▶ **EXERCISE DETAILS**: The word "Instant" occurs in some lines of the data. Return each such line.

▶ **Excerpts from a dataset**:

####################

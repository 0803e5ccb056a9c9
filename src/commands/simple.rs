//! Simple interactive CLI mode
//!
//! Line-based play without the TUI. The clock runs on wall time and is
//! brought up to date after every line of input.

use crate::core::{Lexicon, Position};
use crate::game::{GameConfig, GameSession, Outcome, SessionError, TimerNotice};
use crate::output::display::{print_board, print_session_summary};
use colored::Colorize;
use std::io::{self, Write};
use std::time::Instant;

/// What a line of input asks for
#[derive(Debug, Clone, PartialEq, Eq)]
pub enum Command {
    Word(String),
    Path(Vec<Position>),
    Board,
    Words,
    Quit,
    Unknown(String),
}

/// Parse one line of player input
///
/// `:board`, `:words` and `:quit` are commands, `@r,c r,c ...` selects a path
/// of cells, anything else is a typed word.
#[must_use]
pub fn parse_command(input: &str) -> Command {
    let input = input.trim();
    match input {
        ":board" | ":b" => Command::Board,
        ":words" | ":w" => Command::Words,
        ":quit" | ":q" => Command::Quit,
        _ if input.starts_with(':') => Command::Unknown(input.to_string()),
        _ => match input.strip_prefix('@') {
            Some(cells) => parse_path(cells).map_or_else(
                || Command::Unknown(input.to_string()),
                Command::Path,
            ),
            None => Command::Word(input.to_lowercase()),
        },
    }
}

fn parse_path(cells: &str) -> Option<Vec<Position>> {
    cells
        .split_whitespace()
        .map(|cell| {
            let (row, col) = cell.split_once(',')?;
            Some(Position::new(row.trim().parse().ok()?, col.trim().parse().ok()?))
        })
        .collect()
}

/// Run the simple interactive CLI mode
///
/// # Errors
///
/// Returns an error if there's an I/O error reading user input or if the
/// board cannot be generated.
pub fn run_simple(lexicon: &Lexicon, config: &GameConfig) -> Result<(), String> {
    println!("\n╔══════════════════════════════════════════════════════════════╗");
    println!("║                  Boggle - Interactive Mode                   ║");
    println!("╚══════════════════════════════════════════════════════════════╝\n");

    println!("Find words by chaining adjacent letters; no cell twice per word.");
    println!("Type a word, or pick cells with '@row,col row,col ...' (0-based).\n");
    println!("Commands: ':board' to redraw, ':words' for your list, ':quit' to stop\n");

    let mut rng = config.rng();

    loop {
        let mut session =
            GameSession::new(lexicon, config, &mut rng).map_err(|e| e.to_string())?;
        play_round(&mut session)?;
        print_session_summary(&session);

        match get_user_input("Play again? (yes/no)")?
            .to_lowercase()
            .as_str()
        {
            "yes" | "y" => println!("\n🔄 New game started!\n"),
            _ => {
                println!("\n👋 Thanks for playing!\n");
                return Ok(());
            }
        }
    }
}

fn play_round(session: &mut GameSession<'_>) -> Result<(), String> {
    let started = Instant::now();
    let mut elapsed = 0;

    print_board(session.board());
    while !session.is_over() {
        let input = get_user_input(&format!("[{}] Word", session.clock()))?;

        // Catch the clock up on the time spent typing
        let now = started.elapsed().as_secs();
        while elapsed < now && !session.is_over() {
            elapsed += 1;
            if let Some(notice) = session.tick() {
                announce(notice);
            }
        }
        if session.is_over() {
            println!("Too late for that one.\n");
            break;
        }

        match parse_command(&input) {
            Command::Board => print_board(session.board()),
            Command::Words => {
                for entry in session.ledger().entries() {
                    let text = if entry.valid {
                        entry.text.green()
                    } else {
                        entry.text.red()
                    };
                    println!("  • {text}");
                }
                println!();
            }
            Command::Quit => session.end_game(),
            Command::Word(word) => {
                let outcome = session.submit_typed(&word).map_err(|e| e.to_string())?;
                report(&word, outcome, session.score());
            }
            Command::Path(path) => match session.submit_path(&path) {
                Ok((word, outcome)) => report(&word, outcome, session.score()),
                Err(SessionError::Path(err)) => println!("❌ {err}\n"),
                Err(err) => return Err(err.to_string()),
            },
            Command::Unknown(text) => println!("❌ Not understood: {text}\n"),
        }
    }
    Ok(())
}

fn announce(notice: TimerNotice) {
    match notice {
        TimerNotice::TimeUp => println!("\n⏰ {}\n", notice.to_string().red().bold()),
        _ => println!("\n⏳ {}\n", notice.to_string().yellow()),
    }
}

fn report(word: &str, outcome: Outcome, score: u32) {
    if word.is_empty() {
        return;
    }
    let word = word.to_uppercase();
    if !outcome.first_seen {
        println!("Already tried {word}.\n");
    } else if outcome.valid {
        println!(
            "✓ {} +{} (score {})\n",
            word.green().bold(),
            outcome.points,
            score.to_string().bright_cyan()
        );
    } else {
        println!("✗ {} is not on the board\n", word.red());
    }
}

/// Get user input with a prompt
fn get_user_input(prompt: &str) -> Result<String, String> {
    print!("{prompt}: ");
    io::stdout().flush().map_err(|e| e.to_string())?;

    let mut input = String::new();
    let read = io::stdin()
        .read_line(&mut input)
        .map_err(|e| e.to_string())?;
    if read == 0 {
        return Ok(":quit".to_string());
    }

    Ok(input.trim().to_string())
}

####################

▶ **OUTPUT OF THE EXERCISE**:
use std::time::Instant;
    let started = Instant::now();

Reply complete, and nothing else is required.